- Exercise -
Go through the data and retrieve each line that includes the string "crate".

- Extracted material -

.....

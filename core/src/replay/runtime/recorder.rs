//! Replay recorder
//!
//! Samples simulation state every tick and hands encoded event lines to the
//! background writer. Nothing here blocks the simulation thread except
//! `stop`, which waits at most the configured join timeout.

use std::time::Duration;

use serde::{Deserialize, Serialize};
use tracing::{debug, info, warn};

use super::writer::{WriterHandle, WriterStats};
use crate::replay::format::{FormatError, LineEncoder, Quantizer};
use crate::replay::source::{RecordableEntity, capture_all};
use crate::replay::storage::{RecordingStorage, StorageError};
use crate::replay::types::{EntitySnapshot, HeaderEvent};

/// Configuration for the recorder
#[derive(Debug, Clone, PartialEq, Serialize, Deserialize)]
pub struct RecorderConfig {
    /// Seconds between periodic keyframes (default: 0.5)
    #[serde(default = "default_keyframe_interval")]
    pub keyframe_interval_secs: f64,
    /// No keyframe is taken before this many seconds have elapsed (default: 0.1)
    #[serde(default = "default_warmup")]
    pub warmup_secs: f64,
    /// Decimal places kept for every float written (default: 2)
    #[serde(default = "default_quantize_decimals")]
    pub quantize_decimals: u32,
    /// Lines the writer queue holds before dropping (default: 4096)
    #[serde(default = "default_queue_capacity")]
    pub queue_capacity: usize,
    /// How long `stop` waits for the writer to drain (default: 500)
    #[serde(default = "default_join_timeout_ms")]
    pub join_timeout_ms: u64,
    /// Writer wake-up period while the queue is empty (default: 2)
    #[serde(default = "default_writer_idle_ms")]
    pub writer_idle_ms: u64,
}

fn default_keyframe_interval() -> f64 {
    0.5
}
fn default_warmup() -> f64 {
    0.1
}
fn default_quantize_decimals() -> u32 {
    2
}
fn default_queue_capacity() -> usize {
    4096
}
fn default_join_timeout_ms() -> u64 {
    500
}
fn default_writer_idle_ms() -> u64 {
    2
}

impl Default for RecorderConfig {
    fn default() -> Self {
        Self {
            keyframe_interval_secs: default_keyframe_interval(),
            warmup_secs: default_warmup(),
            quantize_decimals: default_quantize_decimals(),
            queue_capacity: default_queue_capacity(),
            join_timeout_ms: default_join_timeout_ms(),
            writer_idle_ms: default_writer_idle_ms(),
        }
    }
}

impl RecorderConfig {
    pub fn join_timeout(&self) -> Duration {
        Duration::from_millis(self.join_timeout_ms)
    }

    pub fn writer_idle(&self) -> Duration {
        Duration::from_millis(self.writer_idle_ms.max(1))
    }
}

/// Recorder lifecycle
#[derive(Debug, Clone, Copy, PartialEq, Eq)]
pub enum RecorderState {
    Idle,
    Recording,
    /// Inside `stop`, flushing the final keyframe
    Stopping,
}

/// Result of a successful `start`
#[derive(Debug, Clone, Copy, PartialEq, Eq)]
pub enum StartOutcome {
    Started,
    /// A recording was already running; nothing changed
    AlreadyRecording,
}

/// Failure to begin a recording
#[derive(Debug, thiserror::Error)]
pub enum RecorderError {
    #[error("failed to open recording '{target}': {source}")]
    Open {
        target: String,
        #[source]
        source: StorageError,
    },
    #[error("failed to spawn record writer: {0}")]
    Spawn(#[from] std::io::Error),
    #[error("failed to encode header: {0}")]
    Encode(#[from] FormatError),
}

/// Counters for one recording session
#[derive(Debug, Clone, Copy, Default, PartialEq, Eq)]
pub struct RecordingStats {
    pub lines_enqueued: u64,
    pub lines_dropped: u64,
    pub lines_written: u64,
    pub keyframes_emitted: u64,
    pub inputs_emitted: u64,
}

/// Replay recorder state
pub struct Recorder {
    config: RecorderConfig,
    encoder: LineEncoder,
    state: RecorderState,
    writer: Option<WriterHandle>,
    target: Option<String>,
    elapsed: f64,
    keyframe_elapsed: f64,
    /// Entities seen on the latest tick, used for the final keyframe
    last_state: Vec<EntitySnapshot>,
    keyframes_emitted: u64,
    inputs_emitted: u64,
    /// Stats of the last finished session
    finished: RecordingStats,
}

impl Recorder {
    /// Create a new recorder with the given configuration
    pub fn new(config: RecorderConfig) -> Self {
        let encoder = LineEncoder::new(Quantizer::new(config.quantize_decimals));
        Self {
            config,
            encoder,
            state: RecorderState::Idle,
            writer: None,
            target: None,
            elapsed: 0.0,
            keyframe_elapsed: 0.0,
            last_state: Vec::new(),
            keyframes_emitted: 0,
            inputs_emitted: 0,
            finished: RecordingStats::default(),
        }
    }

    /// Start recording into `target`.
    ///
    /// Writes the header and spawns the writer. Calling this while already
    /// recording does nothing.
    pub fn start(
        &mut self,
        storage: &dyn RecordingStorage,
        target: &str,
        width: u32,
        height: u32,
    ) -> Result<StartOutcome, RecorderError> {
        if self.state != RecorderState::Idle {
            debug!("Recorder already running; start ignored");
            return Ok(StartOutcome::AlreadyRecording);
        }

        let header = self.encoder.encode_header(&HeaderEvent::new(width, height))?;
        let sink = storage
            .open_writer(target)
            .map_err(|source| RecorderError::Open {
                target: target.to_string(),
                source,
            })?;
        let writer = WriterHandle::spawn(
            sink,
            self.config.queue_capacity,
            self.config.writer_idle(),
            self.config.join_timeout(),
        )?;

        self.elapsed = 0.0;
        self.keyframe_elapsed = 0.0;
        self.last_state.clear();
        self.keyframes_emitted = 0;
        self.inputs_emitted = 0;
        self.finished = RecordingStats::default();

        writer.enqueue(header);
        self.writer = Some(writer);
        self.target = Some(target.to_string());
        self.state = RecorderState::Recording;

        info!("Recording started: {} ({}x{})", target, width, height);
        Ok(StartOutcome::Started)
    }

    /// Advance the recording by one simulation tick.
    ///
    /// `entities` is sampled in order; `input` holds the key codes pressed
    /// since the previous tick.
    pub fn update<I>(&mut self, dt: f64, entities: I, input: &[i32])
    where
        I: IntoIterator,
        I::Item: RecordableEntity,
    {
        if self.state != RecorderState::Recording {
            return;
        }

        if self.writer.as_ref().is_some_and(WriterHandle::has_failed) {
            warn!("Record writer failed; recording stopped");
            self.finish();
            return;
        }

        let dt = if dt.is_finite() { dt.max(0.0) } else { 0.0 };
        self.elapsed += dt;
        self.keyframe_elapsed += dt;

        self.last_state = capture_all(entities);

        if !input.is_empty() {
            match self.encoder.encode_input(self.elapsed, input) {
                Ok(line) => {
                    if self.enqueue(line) {
                        self.inputs_emitted += 1;
                    }
                }
                Err(e) => debug!("Failed to encode input event: {}", e),
            }
        }

        if self.elapsed >= self.config.warmup_secs
            && self.keyframe_elapsed >= self.config.keyframe_interval_secs
            && self.write_keyframe()
        {
            self.keyframe_elapsed = 0.0;
        }
    }

    /// Stop recording.
    ///
    /// Writes a final keyframe from the last observed state and waits for
    /// the writer. Returns `None` if no recording was running.
    pub fn stop(&mut self) -> Option<RecordingStats> {
        if self.state != RecorderState::Recording {
            return None;
        }

        self.state = RecorderState::Stopping;
        self.write_keyframe();
        Some(self.finish())
    }

    pub fn state(&self) -> RecorderState {
        self.state
    }

    /// Check if recording is active
    pub fn is_recording(&self) -> bool {
        self.state == RecorderState::Recording
    }

    /// Seconds recorded so far
    pub fn elapsed(&self) -> f64 {
        self.elapsed
    }

    /// Seconds since the last keyframe was written
    pub fn keyframe_elapsed(&self) -> f64 {
        self.keyframe_elapsed
    }

    /// Target of the current (or last) recording
    pub fn target(&self) -> Option<&str> {
        self.target.as_deref()
    }

    /// Counters for the running session, or the last finished one
    pub fn stats(&self) -> RecordingStats {
        match &self.writer {
            Some(writer) => self.session_stats(writer.stats()),
            None => self.finished,
        }
    }

    pub fn config(&self) -> &RecorderConfig {
        &self.config
    }

    /// Queue a keyframe built from the last observed state.
    ///
    /// Returns false, without writing anything, when there are no entities.
    fn write_keyframe(&mut self) -> bool {
        if self.last_state.is_empty() {
            return false;
        }

        let line = match self.encoder.encode_keyframe(self.elapsed, &self.last_state) {
            Ok(line) => line,
            Err(e) => {
                debug!("Failed to encode keyframe: {}", e);
                return false;
            }
        };
        if self.enqueue(line) {
            self.keyframes_emitted += 1;
        }
        true
    }

    fn enqueue(&self, line: String) -> bool {
        self.writer
            .as_ref()
            .is_some_and(|writer| writer.enqueue(line))
    }

    /// Shut the writer down and return to idle
    fn finish(&mut self) -> RecordingStats {
        let writer_stats = match self.writer.take() {
            Some(mut writer) => {
                writer.shutdown(self.config.join_timeout());
                writer.stats()
            }
            None => WriterStats::default(),
        };

        self.finished = self.session_stats(writer_stats);
        self.state = RecorderState::Idle;

        info!(
            "Recording stopped after {:.2}s: {} lines written, {} dropped",
            self.elapsed, self.finished.lines_written, self.finished.lines_dropped
        );
        self.finished
    }

    fn session_stats(&self, writer: WriterStats) -> RecordingStats {
        RecordingStats {
            lines_enqueued: writer.enqueued,
            lines_dropped: writer.dropped,
            lines_written: writer.written,
            keyframes_emitted: self.keyframes_emitted,
            inputs_emitted: self.inputs_emitted,
        }
    }
}

impl Default for Recorder {
    fn default() -> Self {
        Self::new(RecorderConfig::default())
    }
}

impl Drop for Recorder {
    fn drop(&mut self) {
        self.stop();
    }
}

.....

- Solved problem -
use crate::replay::format::{FormatError, LineEncoder, Quantizer};
use crate::replay::source::{RecordableEntity, capture_all};
use crate::replay::storage::{RecordingStorage, StorageError};
use crate::replay::types::{EntitySnapshot, HeaderEvent};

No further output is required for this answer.